Ketika diberi tanggung jawab dan kepercayaan untuk menjadi Wali Kelas 1-A, Laras merasa takut tetapi juga merasa tertantang, sekaligus senang. Ini mengingat dirinya yang dulu mengajar di jenjang SMP dan SMA di salah satu sekolah di Kota Singkawang, dan kini ia harus menghadapi anak-anak yang baru masuk ke sekolah dan harus membimbing mereka dari nol (awal).

“Pasti ada perasaan khawatir, bisa nggak ya saya yang basic-nya bukan ngajar di sekolah dasar, tetapi dipercaya untuk menghadapi anak-anak yang jiwanya suka lari-lari, teriak-teriak, dan bahkan ada yang nangis juga. Tetapi saya mencoba membimbing mereka dengan kesabaran, dari meletakkan botol dengan benar, makan jangan bicara dan jangan ada yang tumpah, serta hal-hal kecil lainnya,” kata Laras.

Saat jam sekolah selesai, Larasati memastikan murid-muridnya sudah dijemput oleh orang tuanya. Bila belum Larasati mengajak mereka ke kelas untuk mendapatkan pelajaran tambahan.

Meskipun Laras dikenal memiliki hati yang sangat lembut dan sensitif (gampang tersentuh), tetapi saat mengajar dan mendidik murid-muridnya di kelas ia sangat tegas dan tidak segan untuk menegur murid-muridnya di saat mereka berbuat salah. Karena menurutnya bila murid dibiarkan begitu saja, dimanja, dan banyak dimaklumi maka mereka tidak akan bisa menjadi anak yang mandiri.

“Saya selalu bilang sama mereka, kalau saya sayang banget sama mereka, jadi di saat saya menegur (marah), mereka sudah mengerti kalau itu ada alasannya. Tapi saya selalu menanyakan dulu ke mereka salahnya apa? Kenapa berbuat seperti itu? Alasannya kenapa? Biar mereka tau apa alasannya kita tegur, jadi selanjutnya mereka tidak mengulangi lagi,” tutur Laras.

Bahkan ketegasannya itu membuat salah satu orangtua murid yang bukan berasal dari jenjang SD menggagumi dan menghargai cara Laras mendidik anak-anak muridnya.

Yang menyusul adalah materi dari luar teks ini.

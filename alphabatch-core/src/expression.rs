//! Template handling: placeholder substitution, `$var$` normalization and
//! structural validation of expression templates.

use std::sync::LazyLock;

use regex::Regex;

use crate::error::{BatchError, Result};

/// Literal token that, when present, is the only thing substituted.
pub const DATA_TOKEN: &str = "{data}";

static BRACE_PLACEHOLDER: LazyLock<Regex> = LazyLock::new(|| {
    Regex::new(r"\{[^{}]+\}").expect("brace placeholder pattern")
});

static DOLLAR_PLACEHOLDER: LazyLock<Regex> = LazyLock::new(|| {
    Regex::new(r"\$(.*?)\$").expect("dollar placeholder pattern")
});

/// Identifiers naming vector fields cannot be simulated as scalars and are
/// skipped before substitution.
pub fn is_vector_identifier(identifier: &str) -> bool {
    identifier.to_ascii_lowercase().contains("vector")
}

/// Binds `identifier` into `template`.
///
/// A template containing [`DATA_TOKEN`] has exactly that token replaced.
/// Otherwise the first brace-delimited placeholder is replaced, whatever
/// its name; templates are expected to carry only one. A blank result is reported as [`BatchError::EmptyExpression`].
pub fn substitute(template: &str, identifier: &str) -> Result<String> {
    let expression = if template.contains(DATA_TOKEN) {
        template.replace(DATA_TOKEN, identifier)
    } else {
        BRACE_PLACEHOLDER
            .replace(template, regex::NoExpand(identifier))
            .into_owned()
    };

    if expression.trim().is_empty() {
        return Err(BatchError::EmptyExpression {
            identifier: identifier.to_string(),
        });
    }
    Ok(expression)
}

/// Rewrites `$var$` markers into `{var}` placeholders.
pub fn normalize_placeholders(template: &str) -> String {
    if !template.contains('$') {
        return template.to_string();
    }
    DOLLAR_PLACEHOLDER
        .replace_all(template, |caps: &regex::Captures<'_>| {
            format!("{{{}}}", caps[1].trim())
        })
        .into_owned()
}

/// Names of the placeholders in a template, in order of appearance.
pub fn placeholders(template: &str) -> Vec<String> {
    let normalized = normalize_placeholders(template);
    BRACE_PLACEHOLDER
        .find_iter(&normalized)
        .map(|m| m.as_str().trim_matches(['{', '}']).trim().to_string())
        .collect()
}

/// Accepts a template with exactly one placeholder and balanced brackets.
pub fn validate_template(template: &str) -> Result<()> {
    if template.trim().is_empty() {
        return Err(BatchError::InvalidTemplate("template is empty".into()));
    }

    let normalized = normalize_placeholders(template);
    let count = placeholders(&normalized).len();
    if count != 1 {
        return Err(BatchError::InvalidTemplate(format!(
            "expected exactly one placeholder, found {count}"
        )));
    }

    let mut open = Vec::new();
    for (offset, ch) in normalized.char_indices() {
        match ch {
            '(' | '[' | '{' => open.push(ch),
            ')' | ']' | '}' => {
                let expected = match ch {
                    ')' => '(',
                    ']' => '[',
                    _ => '{',
                };
                if open.pop() != Some(expected) {
                    return Err(BatchError::InvalidTemplate(format!(
                        "unbalanced '{ch}' at offset {offset}"
                    )));
                }
            }
            _ => {}
        }
    }

    if let Some(unclosed) = open.last() {
        return Err(BatchError::InvalidTemplate(format!(
            "unclosed '{unclosed}'"
        )));
    }
    Ok(())
}

#[cfg(test)]
mod tests {
    use super::*;

    #[test]
    fn data_token_replaces_only_the_token() {
        let out = substitute("ts_rank({data}, 20) + {other}", "close").unwrap();
        assert_eq!(out, "ts_rank(close, 20) + {other}");
    }

    #[test]
    fn named_placeholder_is_replaced() {
        assert_eq!(substitute("rank({v})", "volume").unwrap(), "rank(volume)");
        assert_eq!(
            substitute("group_neutralize({field}, industry)", "fnd6_at").unwrap(),
            "group_neutralize(fnd6_at, industry)"
        );
    }

    #[test]
    fn only_the_first_named_placeholder_is_filled() {
        assert_eq!(
            substitute("ts_corr({x}, {y}, 10)", "close").unwrap(),
            "ts_corr(close, {y}, 10)"
        );
    }

    #[test]
    fn identifier_is_inserted_literally() {
        assert_eq!(substitute("rank({v})", "a$1b").unwrap(), "rank(a$1b)");
    }

    #[test]
    fn empty_template_is_an_error() {
        let err = substitute("", "close").unwrap_err();
        assert!(matches!(err, BatchError::EmptyExpression { .. }));
    }

    #[test]
    fn template_without_placeholder_passes_through() {
        assert_eq!(substitute("rank(close)", "x").unwrap(), "rank(close)");
    }

    #[test]
    fn vector_detection_ignores_case() {
        assert!(is_vector_identifier("news_VECTOR_sent"));
        assert!(is_vector_identifier("Vector"));
        assert!(!is_vector_identifier("close"));
    }

    #[test]
    fn dollar_markers_become_braces() {
        assert_eq!(normalize_placeholders("rank($ x $)"), "rank({x})");
        assert_eq!(normalize_placeholders("rank({x})"), "rank({x})");
        assert_eq!(placeholders("ts_mean($d$, 5)"), vec!["d".to_string()]);
    }

    #[test]
    fn validation_requires_one_placeholder_and_balance() {
        assert!(validate_template("rank(ts_delta({data}, 5))").is_ok());
        assert!(validate_template("rank($x$)").is_ok());
        assert!(validate_template("rank(close)").is_err());
        assert!(validate_template("{a} + {b}").is_err());
        assert!(validate_template("rank({x}").is_err());
        assert!(validate_template("rank({x}])").is_err());
        assert!(validate_template("  ").is_err());
    }
}
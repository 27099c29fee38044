use std::sync::Arc;

use alphabatch_core::{
    SubmissionPoller, SubmissionReport, SubmissionWorkflow, TracingObserver,
};
use alphabatch_model::AlphaId;
use anyhow::{Context, bail};

use super::context::{AppContext, ctrl_c_token};

async fn workflow(ctx: &AppContext) -> anyhow::Result<SubmissionWorkflow> {
    let client = ctx.connect().await?;
    let poller = SubmissionPoller::new(client, ctx.config.submission)
        .with_observer(Arc::new(TracingObserver))
        .with_cancellation(ctrl_c_token());
    Ok(SubmissionWorkflow::new(poller, ctx.store()))
}

pub async fn submit_one(ctx: &AppContext, alpha_id: &str) -> anyhow::Result<()> {
    let alpha_id = AlphaId::new(alpha_id.trim());
    if alpha_id.is_empty() {
        bail!("alpha id must not be empty");
    }

    let report = workflow(ctx).await?.submit_one(&alpha_id).await;
    print_report(&report);
    Ok(())
}

pub async fn submit_batch(ctx: &AppContext) -> anyhow::Result<()> {
    let pending = ctx
        .store()
        .unsubmitted()
        .await
        .context("failed to read stored results")?;
    if pending.is_empty() {
        println!("nothing to submit");
        return Ok(());
    }

    let reports = workflow(ctx)
        .await?
        .submit_all()
        .await
        .context("failed to read pending submissions")?;
    let succeeded = reports.iter().filter(|r| r.outcome.is_success()).count();
    for report in &reports {
        print_report(report);
    }
    println!("{succeeded}/{} submitted", pending.len());
    Ok(())
}

fn print_report(report: &SubmissionReport) {
    if report.outcome.is_success() && !report.recorded {
        println!(
            "{}: {} (not recorded in the result file)",
            report.alpha_id, report.outcome
        );
    } else {
        println!("{}: {}", report.alpha_id, report.outcome);
    }
}
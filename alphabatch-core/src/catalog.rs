//! Identifier lists (`<dir>/<dataset>.csv`, column `field_id`).

use std::fs;
use std::path::{Path, PathBuf};

use crate::error::{BatchError, Result};

pub const FIELD_COLUMN: &str = "field_id";

#[derive(Debug, Clone)]
pub struct IdentifierCatalog {
    dir: PathBuf,
}

impl IdentifierCatalog {
    pub fn new(dir: impl Into<PathBuf>) -> Self {
        Self { dir: dir.into() }
    }

    pub fn dir(&self) -> &Path {
        &self.dir
    }

    pub fn path_for(&self, dataset: &str) -> PathBuf {
        self.dir.join(format!("{dataset}.csv"))
    }

    /// Dataset names (CSV file stems), sorted. A missing directory has none.
    pub fn datasets(&self) -> Result<Vec<String>> {
        if !self.dir.is_dir() {
            return Ok(Vec::new());
        }
        let mut names = Vec::new();
        for entry in fs::read_dir(&self.dir)? {
            let path = entry?.path();
            let is_csv = path
                .extension()
                .is_some_and(|ext| ext.eq_ignore_ascii_case("csv"));
            if !is_csv {
                continue;
            }
            if let Some(stem) = path.file_stem().and_then(|s| s.to_str()) {
                names.push(stem.to_string());
            }
        }
        names.sort();
        Ok(names)
    }

    /// Identifiers of `dataset` in file order.
    ///
    /// A missing file, a file without a `field_id` column, or a column with
    /// no values is an error.
    pub fn load(&self, dataset: &str) -> Result<Vec<String>> {
        if dataset.is_empty() || dataset.contains(['/', '\\']) {
            return Err(BatchError::Catalog(format!(
                "invalid dataset name '{dataset}'"
            )));
        }

        let path = self.path_for(dataset);
        if !path.is_file() {
            return Err(BatchError::NotFound(format!(
                "identifier file {}",
                path.display()
            )));
        }

        let mut reader = csv::ReaderBuilder::new()
            .has_headers(true)
            .flexible(true)
            .from_path(&path)?;
        let column = reader
            .headers()?
            .iter()
            .position(|name| name.trim() == FIELD_COLUMN)
            .ok_or_else(|| {
                BatchError::Catalog(format!(
                    "{} has no '{FIELD_COLUMN}' column",
                    path.display()
                ))
            })?;

        let mut identifiers = Vec::new();
        for row in reader.records() {
            let row = row?;
            if let Some(value) = row.get(column).map(str::trim)
                && !value.is_empty()
            {
                identifiers.push(value.to_string());
            }
        }

        if identifiers.is_empty() {
            return Err(BatchError::Catalog(format!(
                "{} lists no identifiers",
                path.display()
            )));
        }
        Ok(identifiers)
    }
}

#[cfg(test)]
mod tests {
    use super::*;

    #[test]
    fn loads_field_ids_in_file_order() {
        let dir = tempfile::tempdir().unwrap();
        fs::write(
            dir.path().join("fundamental6.csv"),
            "field_id,description\nfnd6_at,Assets\n,blank\nfnd6_lt,Liabilities\n",
        )
        .unwrap();

        let catalog = IdentifierCatalog::new(dir.path());
        assert_eq!(
            catalog.load("fundamental6").unwrap(),
            vec!["fnd6_at".to_string(), "fnd6_lt".to_string()]
        );
    }

    #[test]
    fn missing_column_or_values_are_errors() {
        let dir = tempfile::tempdir().unwrap();
        fs::write(dir.path().join("a.csv"), "id\nx\n").unwrap();
        fs::write(dir.path().join("b.csv"), "field_id\n").unwrap();

        let catalog = IdentifierCatalog::new(dir.path());
        assert!(matches!(catalog.load("a"), Err(BatchError::Catalog(_))));
        assert!(matches!(catalog.load("b"), Err(BatchError::Catalog(_))));
        assert!(matches!(catalog.load("c"), Err(BatchError::NotFound(_))));
        assert!(catalog.load("../a").is_err());
    }

    #[test]
    fn lists_csv_stems_sorted() {
        let dir = tempfile::tempdir().unwrap();
        fs::write(dir.path().join("pv1.csv"), "field_id\nclose\n").unwrap();
        fs::write(dir.path().join("analyst4.CSV"), "field_id\nx\n").unwrap();
        fs::write(dir.path().join("notes.txt"), "").unwrap();

        let catalog = IdentifierCatalog::new(dir.path());
        assert_eq!(catalog.datasets().unwrap(), vec!["analyst4", "pv1"]);
        assert!(
            IdentifierCatalog::new(dir.path().join("missing"))
                .datasets()
                .unwrap()
                .is_empty()
        );
    }
}
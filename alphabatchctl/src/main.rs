use clap::Parser;
use tracing_subscriber::{layer::SubscriberExt, util::SubscriberInitExt};

mod cli;

use cli::{Cli, Command};

#[tokio::main]
async fn main() -> anyhow::Result<()> {
    tracing_subscriber::registry()
        .with(
            tracing_subscriber::EnvFilter::try_from_default_env()
                .unwrap_or_else(|_| "info".into()),
        )
        .with(tracing_subscriber::fmt::layer())
        .init();

    let cli = Cli::parse();
    let ctx = cli::context::AppContext::load(cli.config.clone())?;

    match cli.command {
        Command::Run(args) => cli::run::execute(&ctx, args).await,
        Command::Submit { alpha_id } => {
            cli::submit::submit_one(&ctx, &alpha_id).await
        }
        Command::SubmitBatch => cli::submit::submit_batch(&ctx).await,
        Command::Templates { command } => cli::inspect::templates(&ctx, command),
        Command::Datasets => cli::inspect::datasets(&ctx),
        Command::Results { unsubmitted } => {
            cli::inspect::results(&ctx, unsubmitted).await
        }
    }
}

“Ada satu orang tua siswa dari jenjang TK bilang ingin saya mengajar anaknya saat kelas 1 nanti. Dia bilang, ‘saya suka loh dengan cara miss mendidik anak-anak tegas sekali. Saya mau anak saya dididik seperti itu biar dia semakin mandiri,“ cerita Larasati.

Hampir dua bulan mengajar di kelas 1, Laras sudah mulai beradaptasi, murid-muridnya juga sudah memilki perkembangan yang jauh dari pertama masuk sekolah. Laras juga mulai membentuk koneksi yang kuat dengan murid-murid dan juga orang tua murid. Laras bersyukur orang tua murid selalu mendukungnya dalam mendidik anak-anak mereka. Laras juga menyatakan bahwa ia memiliki tim yang sangat kompak antara guru dan orang tua murid yang sama-sama bisa membangun pribadi anak-anak menjadi murid yang baik dan berprestasi.

“Berulang kali saya bilang sama anak-anak saya mau mereka menjadi murid yang baik, baru disusul dengan prestasi yang baik. Karena kalau mereka hanya pintar saja tetapi tidak memilki etika dan pribadi yang baik itu tidak ada gunanya. Makanya saya berusaha mendidik mereka juga untuk menjadi murid yang baik,” kata Larasati.

Sudah Mulai Terbentuk Karakter Baiknya

Budaya Humanis Tzu Chi di Sekolah Cinta Kasih Tzu Chi Singkawang sudah nampak jelas terlihat. Para guru dan murid selalu mengucapkan kata ‘Gan En’ dan beranjali saat pelajaran sekolah sudah selesai.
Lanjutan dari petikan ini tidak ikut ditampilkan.